Stored data:
——

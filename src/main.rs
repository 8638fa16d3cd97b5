use stop_line::math::{Point3d, Pose};
use stop_line::{PathPoint, PlannerContext, PlannerParam, StopLine, StopLineModule, StopReason};

/// The planning cycle period in s.
const CYCLE_SEC: f64 = 0.1;

/// The cruising speed of the simulated vehicle in m/s.
const CRUISE_SPEED: f64 = 8.0;

/// The deceleration of the simulated vehicle in m/s^2.
const DECELERATION: f64 = 3.0;

fn main() {
    tracing_subscriber::fmt()
        .with_env_filter(tracing_subscriber::EnvFilter::from_default_env())
        .init();

    let param = match std::env::args().nth(1) {
        Some(json) => match PlannerParam::from_json(&json) {
            Ok(param) => param,
            Err(err) => {
                eprintln!("{err}");
                std::process::exit(1);
            }
        },
        None => PlannerParam::default(),
    };

    let line = StopLine::new(Point3d::new(60.0, -3.0, 0.0), Point3d::new(60.0, 3.0, 0.0));
    let mut module = StopLineModule::new(1, line, param);
    let path = (0..=120)
        .map(|i| {
            let pose = Pose::from_yaw(Point3d::new(i as f64, 0.0, 0.0), 0.0);
            PathPoint::new(pose, CRUISE_SPEED, 1)
        })
        .collect::<Vec<_>>();

    let (mut pos, mut vel) = (0.0, CRUISE_SPEED);
    for frame in 0..600 {
        let ctx = PlannerContext {
            current_pose: Pose::from_yaw(Point3d::new(pos, 0.0, 0.0), 0.0),
            is_vehicle_stopped: vel < 0.01,
            front_overhang: 3.8,
            now: frame as f64 * CYCLE_SEC,
        };
        let mut reason = StopReason::new("StopLine");
        let out = module.modify_path_velocity(&path, &ctx, &mut reason);

        // Brake towards the first zero-velocity point ahead, otherwise cruise
        let stop = out
            .iter()
            .find(|p| p.pose.position.x >= pos && p.longitudinal_velocity_mps == 0.0)
            .map(|p| p.pose.position.x);
        let target = match stop {
            Some(x) if (x - pos) <= vel.powi(2) / (2.0 * DECELERATION) + 0.5 => 0.0,
            _ => CRUISE_SPEED,
        };
        vel = if target < vel {
            f64::max(vel - DECELERATION * CYCLE_SEC, 0.0)
        } else {
            target
        };
        pos += vel * CYCLE_SEC;

        if frame % 10 == 0 {
            println!(
                "t = {:5.1} s  pos = {:6.2} m  vel = {:5.2} m/s  state = {}",
                ctx.now,
                pos,
                vel,
                module.state().kind()
            );
        }
        if pos >= 115.0 {
            break;
        }
    }
}
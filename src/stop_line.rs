use crate::math::{horizontal, midpoint, LineSegment2d, Point3d};
#[cfg(feature = "serde")]
use serde::{Deserialize, Serialize};

/// A line across the road at which vehicles must stop.
#[derive(Copy, Clone, Debug, PartialEq)]
#[cfg_attr(feature = "serde", derive(Serialize, Deserialize))]
pub struct StopLine {
    pub start: Point3d,
    pub end: Point3d,
}

impl StopLine {
    /// Creates a stop line between two points.
    pub const fn new(start: Point3d, end: Point3d) -> Self {
        Self { start, end }
    }

    /// The centre of the stop line.
    pub fn center(&self) -> Point3d {
        midpoint(self.start, self.end)
    }

    /// The stop line in the horizontal plane, lengthened by `length` m at both ends.
    pub fn extended(&self, length: f64) -> LineSegment2d {
        LineSegment2d::from_ends(horizontal(self.start), horizontal(self.end)).extended(length)
    }
}

#[cfg(test)]
mod test {
    use super::*;
    use assert_approx_eq::assert_approx_eq;

    #[test]
    fn extended_stays_in_horizontal_plane() {
        let line = StopLine::new(Point3d::new(50.0, -2.0, 1.0), Point3d::new(50.0, 2.0, 3.0));
        let center = line.center();
        assert_approx_eq!(center.y, 0.0);
        assert_approx_eq!(center.z, 2.0);

        let extended = line.extended(1.5);
        assert_approx_eq!(extended.start().y, -3.5);
        assert_approx_eq!(extended.end().y, 3.5);
        assert_approx_eq!(extended.end().x, 50.0);
    }
}
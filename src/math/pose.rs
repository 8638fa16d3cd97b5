use super::{Point3d, Vector3d};
use cgmath::prelude::*;
use cgmath::{Quaternion, Rad};
#[cfg(feature = "serde")]
use serde::{Deserialize, Serialize};

/// A position and orientation in world space.
#[derive(Copy, Clone, Debug, PartialEq)]
#[cfg_attr(feature = "serde", derive(Serialize, Deserialize))]
pub struct Pose {
    pub position: Point3d,
    pub orientation: Quaternion<f64>,
}

impl Pose {
    /// Creates a pose at `position` facing `yaw` radians anticlockwise from the x-axis.
    pub fn from_yaw(position: Point3d, yaw: f64) -> Self {
        Self {
            position,
            orientation: Quaternion::from_angle_z(Rad(yaw)),
        }
    }

    /// The heading of the pose in the horizontal plane, in radians.
    pub fn yaw(&self) -> f64 {
        let q = self.orientation;
        let siny_cosp = 2.0 * (q.s * q.v.z + q.v.x * q.v.y);
        let cosy_cosp = 1.0 - 2.0 * (q.v.y * q.v.y + q.v.z * q.v.z);
        siny_cosp.atan2(cosy_cosp)
    }

    /// Returns a copy of the pose moved `distance` m along its heading.
    pub fn forward(&self, distance: f64) -> Self {
        let yaw = self.yaw();
        let offset = Vector3d::new(yaw.cos(), yaw.sin(), 0.0) * distance;
        Self {
            position: self.position + offset,
            ..*self
        }
    }

    /// Interpolates between two poses; positions linearly, orientations spherically.
    pub fn interpolate(&self, other: &Pose, t: f64) -> Self {
        Self {
            position: super::lerp_point(self.position, other.position, t),
            orientation: self.orientation.slerp(other.orientation, t),
        }
    }
}
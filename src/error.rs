//! Error types.

use thiserror::Error;

/// The reasons a path cannot be turned into a [Trajectory](crate::Trajectory).
#[derive(Debug, Clone, PartialEq, Error)]
pub enum TrajectoryError {
    #[error("a trajectory needs at least 2 points, got {0}")]
    TooFewPoints(usize),
    #[error("arc length does not increase at point {index}")]
    NonMonotonic { index: usize },
    #[error("point {index} has a non-finite coordinate")]
    NonFinite { index: usize },
}

/// The reasons a [PlannerParam](crate::PlannerParam) set is rejected.
#[derive(Debug, Error)]
pub enum ParamError {
    #[error("parameter `{name}` must be finite and non-negative, got {value}")]
    OutOfRange { name: &'static str, value: f64 },
    #[cfg(feature = "serde")]
    #[error("malformed parameters: {0}")]
    Parse(#[from] serde_json::Error),
}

——

■ What you have to do
The job here is to write out all the entries again exactly.

■ Answer section
filename src/main.rs
repository 8638fa16d3cd97b5
use stop_line::math::{Point3d, Pose};
use stop_line::{PathPoint, PlannerContext, PlannerParam, StopLine, StopLineModule, StopReason};

/// The planning cycle period in s.
const CYCLE_SEC: f64 = 0.1;

/// The cruising speed of the simulated vehicle in m/s.
const CRUISE_SPEED: f64 = 8.0;

/// The deceleration of the simulated vehicle in m/s^2.
const DECELERATION: f64 = 3.0;

fn main() {
    tracing_subscriber::fmt()
        .with_env_filter(tracing_subscriber::EnvFilter::from_default_env())
        .init();

    let param = match std::env::args().nth(1) {
        Some(json) => match PlannerParam::from_json(&json) {
            Ok(param) => param,
            Err(err) => {
                eprintln!("{err}");
                std::process::exit(1);
            }
        },
        None => PlannerParam::default(),
    };

    let line = StopLine::new(Point3d::new(60.0, -3.0, 0.0), Point3d::new(60.0, 3.0, 0.0));
    let mut module = StopLineModule::new(1, line, param);
    let path = (0..=120)
        .map(|i| {
            let pose = Pose::from_yaw(Point3d::new(i as f64, 0.0, 0.0), 0.0);
            PathPoint::new(pose, CRUISE_SPEED, 1)
        })
        .collect::<Vec<_>>();

    let (mut pos, mut vel) = (0.0, CRUISE_SPEED);
    for frame in 0..600 {
        let ctx = PlannerContext {
            current_pose: Pose::from_yaw(Point3d::new(pos, 0.0, 0.0), 0.0),
            is_vehicle_stopped: vel < 0.01,
            front_overhang: 3.8,
            now: frame as f64 * CYCLE_SEC,
        };
        let mut reason = StopReason::new("StopLine");
        let out = module.modify_path_velocity(&path, &ctx, &mut reason);

        // Brake towards the first zero-velocity point ahead, otherwise cruise
        let stop = out
            .iter()
            .find(|p| p.pose.position.x >= pos && p.longitudinal_velocity_mps == 0.0)
            .map(|p| p.pose.position.x);
        let target = match stop {
            Some(x) if (x - pos) <= vel.powi(2) / (2.0 * DECELERATION) + 0.5 => 0.0,
            _ => CRUISE_SPEED,
        };
        vel = if target < vel {
            f64::max(vel - DECELERATION * CYCLE_SEC, 0.0)
        } else {
            target
        };
        pos += vel * CYCLE_SEC;

        if frame % 10 == 0 {
            println!(
                "t = {:5.1} s  pos = {:6.2} m  vel = {:5.2} m/s  state = {}",
                ctx.now,
                pos,
                vel,
                module.state().kind()
            );
        }
        if pos >= 115.0 {
            break;
        }
    }
}
filename src/stop_line.rs
use crate::math::{horizontal, midpoint, LineSegment2d, Point3d};
#[cfg(feature = "serde")]
use serde::{Deserialize, Serialize};

/// A line across the road at which vehicles must stop.
#[derive(Copy, Clone, Debug, PartialEq)]
#[cfg_attr(feature = "serde", derive(Serialize, Deserialize))]
pub struct StopLine {
    pub start: Point3d,
    pub end: Point3d,
}

impl StopLine {
    /// Creates a stop line between two points.
    pub const fn new(start: Point3d, end: Point3d) -> Self {
        Self { start, end }
    }

    /// The centre of the stop line.
    pub fn center(&self) -> Point3d {
        midpoint(self.start, self.end)
    }

    /// The stop line in the horizontal plane, lengthened by `length` m at both ends.
    pub fn extended(&self, length: f64) -> LineSegment2d {
        LineSegment2d::from_ends(horizontal(self.start), horizontal(self.end)).extended(length)
    }
}

#[cfg(test)]
mod test {
    use super::*;
    use assert_approx_eq::assert_approx_eq;

    #[test]
    fn extended_stays_in_horizontal_plane() {
        let line = StopLine::new(Point3d::new(50.0, -2.0, 1.0), Point3d::new(50.0, 2.0, 3.0));
        let center = line.center();
        assert_approx_eq!(center.y, 0.0);
        assert_approx_eq!(center.z, 2.0);

        let extended = line.extended(1.5);
        assert_approx_eq!(extended.start().y, -3.5);
        assert_approx_eq!(extended.end().y, 3.5);
        assert_approx_eq!(extended.end().x, 50.0);
    }
}
filename src/math/pose.rs
repository 8638fa16d3cd97b5
use super::{Point3d, Vector3d};
use cgmath::prelude::*;
use cgmath::{Quaternion, Rad};
#[cfg(feature = "serde")]
use serde::{Deserialize, Serialize};

/// A position and orientation in world space.
#[derive(Copy, Clone, Debug, PartialEq)]
#[cfg_attr(feature = "serde", derive(Serialize, Deserialize))]
pub struct Pose {
    pub position: Point3d,
    pub orientation: Quaternion<f64>,
}

impl Pose {
    /// Creates a pose at `position` facing `yaw` radians anticlockwise from the x-axis.
    pub fn from_yaw(position: Point3d, yaw: f64) -> Self {
        Self {
            position,
            orientation: Quaternion::from_angle_z(Rad(yaw)),
        }
    }

    /// The heading of the pose in the horizontal plane, in radians.
    pub fn yaw(&self) -> f64 {
        let q = self.orientation;
        let siny_cosp = 2.0 * (q.s * q.v.z + q.v.x * q.v.y);
        let cosy_cosp = 1.0 - 2.0 * (q.v.y * q.v.y + q.v.z * q.v.z);
        siny_cosp.atan2(cosy_cosp)
    }

    /// Returns a copy of the pose moved `distance` m along its heading.
    pub fn forward(&self, distance: f64) -> Self {
        let yaw = self.yaw();
        let offset = Vector3d::new(yaw.cos(), yaw.sin(), 0.0) * distance;
        Self {
            position: self.position + offset,
            ..*self
        }
    }

    /// Interpolates between two poses; positions linearly, orientations spherically.
    pub fn interpolate(&self, other: &Pose, t: f64) -> Self {
        Self {
            position: super::lerp_point(self.position, other.position, t),
            orientation: self.orientation.slerp(other.orientation, t),
        }
    }
}
filename src/error.rs
//! Error types.

use thiserror::Error;

/// The reasons a path cannot be turned into a [Trajectory](crate::Trajectory).
#[derive(Debug, Clone, PartialEq, Error)]
pub enum TrajectoryError {
    #[error("a trajectory needs at least 2 points, got {0}")]
    TooFewPoints(usize),
    #[error("arc length does not increase at point {index}")]
    NonMonotonic { index: usize },
    #[error("point {index} has a non-finite coordinate")]
    NonFinite { index: usize },
}

/// The reasons a [PlannerParam](crate::PlannerParam) set is rejected.
#[derive(Debug, Error)]
pub enum ParamError {
    #[error("parameter `{name}` must be finite and non-negative, got {value}")]
    OutOfRange { name: &'static str, value: f64 },
    #[cfg(feature = "serde")]
    #[error("malformed parameters: {0}")]
    Parse(#[from] serde_json::Error),
}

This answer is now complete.